Give back every line of the material below that has the string "should".
BEGIN
use serde::{Deserialize, Serialize};

use crate::speaker::{encode_record, infer_kind};
use crate::text::{contains_japanese, encode_strict, is_japanese_name, TextEncoding};
use crate::transcript::Entry;

/// How encodability problems are reported: errors on the strict path,
/// warnings on the lenient one.
#[derive(Debug, Clone, Copy, PartialEq, Eq, Serialize, Deserialize)]
pub enum Strictness {
    Strict,
    Lenient,
}

/// Findings of one validation pass. Passes are composed by merging:
/// lists concatenate and `is_valid` is recomputed from the error list.
#[derive(Debug, Clone, Serialize)]
pub struct ValidationResult {
    pub is_valid: bool,
    pub errors: Vec<String>,
    pub warnings: Vec<String>,
    pub suggestions: Vec<String>,
    pub needs_recalculation: bool,
}

impl Default for ValidationResult {
    fn default() -> Self {
        Self::new()
    }
}

impl ValidationResult {
    pub fn new() -> Self {
        Self {
            is_valid: true,
            errors: Vec::new(),
            warnings: Vec::new(),
            suggestions: Vec::new(),
            needs_recalculation: false,
        }
    }

    pub fn add_error(&mut self, error: String) {
        self.errors.push(error);
        self.is_valid = false;
    }

    pub fn add_warning(&mut self, warning: String) {
        self.warnings.push(warning);
    }

    pub fn add_suggestion(&mut self, suggestion: String) {
        self.suggestions.push(suggestion);
    }

    pub fn merge(&mut self, other: ValidationResult) {
        self.errors.extend(other.errors);
        self.warnings.extend(other.warnings);
        self.suggestions.extend(other.suggestions);
        self.needs_recalculation |= other.needs_recalculation;
        self.is_valid = self.errors.is_empty();
    }
}

impl std::fmt::Display for ValidationResult {
    fn fmt(&self, f: &mut std::fmt::Formatter<'_>) -> std::fmt::Result {
        write!(
            f,
            "{} error(s), {} warning(s)",
            self.errors.len(),
            self.warnings.len()
        )
    }
}

/// Structural pass over raw transcript text: non-blank lines must alternate
/// offset header / content, and at least one entry must exist.
pub fn validate_structure(text: &str) -> ValidationResult {
    let mut result = ValidationResult::new();
    let lines: Vec<&str> = text.trim().split('\n').collect();
    let mut i = 0;
    let mut entry_count = 0usize;

    while i < lines.len() {
        let line = lines[i].trim();

        if line.is_empty() {
            i += 1;
            continue;
        }

        if !is_header_line(line) {
            let shown: String = line.chars().take(30).collect();
            result.add_error(format!("Line {}: Invalid offset format '{shown}'", i + 1));
            result.add_suggestion("Use format <XXXXXXXX:XXXXXXXX>".to_string());
            i += 1;
            continue;
        }

        if i + 1 >= lines.len() {
            result.add_error(format!("Line {}: Missing content for offset {line}", i + 1));
            result.add_suggestion("Add content line after each offset".to_string());
            break;
        }

        entry_count += 1;
        i += 2;
    }

    if entry_count == 0 {
        result.add_error("No valid WSC entries found".to_string());
        result.add_suggestion("Ensure file contains proper offset and content lines".to_string());
    }

    result
}

fn is_header_line(line: &str) -> bool {
    let Some(inner) = line.strip_prefix('<').and_then(|l| l.strip_suffix('>')) else {
        return false;
    };
    let Some((start, end)) = inner.split_once(':') else {
        return false;
    };
    start.len() == 8
        && end.len() == 8
        && start.bytes().all(|b| b.is_ascii_hexdigit())
        && end.bytes().all(|b| b.is_ascii_hexdigit())
}

/// Content that cannot be encoded in the container's target encoding.
pub fn validate_encoding(content: &str, strictness: Strictness) -> ValidationResult {
    let mut result = ValidationResult::new();
    if encode_strict(TextEncoding::Cp932, content).is_none() {
        let message = format!("Content not compatible with CP932: {}", preview(content));
        match strictness {
            Strictness::Strict => result.add_error(message),
            Strictness::Lenient => result.add_warning(message),
        }
        result.add_suggestion(
            "Replace problematic characters with CP932-compatible alternatives".to_string(),
        );
    }
    result
}

/// Speaker entries should carry a 1-8 character East-Asian name.
pub fn validate_speaker_shape(content: &str, is_speaker: bool) -> ValidationResult {
    let mut result = ValidationResult::new();
    if !is_speaker {
        return result;
    }

    let name = content.trim();
    if name.is_empty() {
        result.add_warning("Empty speaker name detected".to_string());
        result.add_suggestion("Provide a valid speaker name or remove speaker prefix".to_string());
    } else if !is_japanese_name(name) {
        result.add_warning(format!("Unusual speaker name format: '{name}'"));
        result.add_suggestion("Speaker names should be 1-8 Japanese characters".to_string());
        result.add_suggestion(
            "Consider removing speaker prefix (.) if this is narration".to_string(),
        );
    }
    result
}

/// Category heuristics over non-speaker content: audio entries with
/// unexpected extensions, and short non-Japanese content likely to be
/// filtered on the next decompile.
pub fn validate_content_category(content: &str) -> ValidationResult {
    let mut result = ValidationResult::new();

    if content.is_empty() || (content.starts_with('.') && content.len() > 1) {
        return result;
    }

    if is_strict_audio_token(content) {
        let lower = content.to_ascii_lowercase();
        let known_extension =
            lower.ends_with(".ogg") || lower.ends_with(".wav") || lower.ends_with(".mp3");
        if !known_extension && !content.starts_with("BGM_") {
            result.add_warning(format!("Audio file may have unusual extension: {content}"));
        }
        return result;
    }

    if is_strict_resource_token(content) || is_engine_command(content) {
        return result;
    }

    if !contains_japanese(content) && content.chars().count() < 3 {
        result.add_warning(format!("Short content may be filtered: '{content}'"));
        result.add_suggestion("Consider removing or expanding this content".to_string());
    }

    result
}

fn strict_token(content: &str, prefix: &str, allowed: fn(char) -> bool) -> bool {
    content.len() > prefix.len()
        && content.is_char_boundary(prefix.len())
        && content[..prefix.len()].eq_ignore_ascii_case(prefix)
        && content[prefix.len()..].chars().all(allowed)
}

fn is_strict_resource_token(content: &str) -> bool {
    ["DAY_", "BG_", "ST_", "HOS_"]
        .iter()
        .any(|prefix| strict_token(content, prefix, |c| c.is_ascii_alphanumeric() || c == '_'))
}

fn is_strict_audio_token(content: &str) -> bool {
    ["SE_", "BGM_"].iter().any(|prefix| {
        strict_token(content, prefix, |c| {
            c.is_ascii_alphanumeric() || c == '_' || c == '.' || c == '-'
        })
    })
}

fn is_engine_command(content: &str) -> bool {
    let Some(rest) = content.strip_prefix('%') else {
        return false;
    };
    let body = rest.strip_suffix('%').unwrap_or(rest);
    !body.is_empty() && body.chars().all(|c| c.is_ascii_alphanumeric() || c == '_')
}

/// Offset ordering, overlap, and gap detection across the entry list.
pub fn validate_offsets(entries: &[Entry]) -> ValidationResult {
    let mut result = ValidationResult::new();

    if entries.is_empty() {
        result.add_error("No entries to validate".to_string());
        return result;
    }

    for i in 1..entries.len() {
        let prev = &entries[i - 1];
        let entry = &entries[i];

        if entry.start_offset <= prev.start_offset {
            result.add_error(format!(
                "Offset ordering issue: entry {} ({:08X}) starts before entry {} ({:08X})",
                i + 1,
                entry.start_offset,
                i,
                prev.start_offset
            ));
            result.add_suggestion("Enable offset recalculation or fix offset values".to_string());
            result.needs_recalculation = true;
        }

        if entry.start_offset <= prev.end_offset {
            result.add_error(format!("Offset overlap: entry {} overlaps with entry {}", i, i + 1));
            result.add_suggestion("Recalculate all offsets to resolve conflicts".to_string());
            result.needs_recalculation = true;
        }

        if entry.start_offset > prev.end_offset + 1 {
            let gap = entry.start_offset - prev.end_offset - 1;
            result.add_warning(format!(
                "Gap detected: {gap} bytes between entries {} and {}",
                i,
                i + 1
            ));
            if gap > 100 {
                result.add_suggestion("Large gap may indicate missing data".to_string());
            }
        }
    }

    result
}

/// Re-encode every entry and compare against its declared length. Length
/// deltas are warnings that flag the whole file for recalculation.
pub fn validate_binary_lengths(entries: &mut [Entry]) -> ValidationResult {
    let mut result = ValidationResult::new();

    for (i, entry) in entries.iter_mut().enumerate() {
        if entry.binary_data.is_none() {
            entry.binary_data = Some(encode_record(&infer_kind(&entry.content, entry.is_speaker)));
        }
        let actual = entry.binary_data.as_ref().map(Vec::len).unwrap_or(0);
        let expected = entry.original_length + 1;

        if actual != expected {
            result.add_warning(format!(
                "Entry {}: Length changed from {expected} to {actual} bytes",
                i + 1
            ));
            result.add_suggestion(format!(
                "Content: '{}' - Consider enabling offset recalculation",
                preview(&entry.content)
            ));
            result.needs_recalculation = true;
        }
    }

    result
}

/// Per-entry passes (encoding, speaker shape, category) plus the empty
/// content warning, composed into one result.
pub fn validate_entries(entries: &[Entry], strictness: Strictness) -> ValidationResult {
    let mut result = ValidationResult::new();

    for (i, entry) in entries.iter().enumerate() {
        let mut entry_result = ValidationResult::new();
        entry_result.merge(validate_encoding(&entry.content, strictness));
        entry_result.merge(validate_speaker_shape(&entry.content, entry.is_speaker));
        entry_result.merge(validate_content_category(&entry.transcript_line()));

        if entry.content.trim().is_empty() {
            entry_result.add_warning("Entry has empty content".to_string());
        }

        let prefix = format!("Entry {}: ", i + 1);
        for error in entry_result.errors {
            result.add_error(format!("{prefix}{error}"));
        }
        for warning in entry_result.warnings {
            result.add_warning(format!("{prefix}{warning}"));
        }
        result.suggestions.extend(entry_result.suggestions);
    }

    result
}

/// Whole-transcript validation: structure over the raw text, then entry,
/// offset, and binary-length passes over the parsed entries.
pub fn comprehensive_validation(
    text: &str,
    entries: &mut [Entry],
    strictness: Strictness,
) -> ValidationResult {
    let mut result = validate_structure(text);
    if !entries.is_empty() {
        result.merge(validate_entries(entries, strictness));
        result.merge(validate_offsets(entries));
        result.merge(validate_binary_lengths(entries));
    }
    result
}

fn preview(content: &str) -> String {
    let shown: String = content.chars().take(30).collect();
    if shown.len() < content.len() {
        format!("{shown}...")
    } else {
        shown
    }
}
END
Task output:
/// Speaker entries should carry a 1-8 character East-Asian name.
        result.add_suggestion("Speaker names should be 1-8 Japanese characters".to_string());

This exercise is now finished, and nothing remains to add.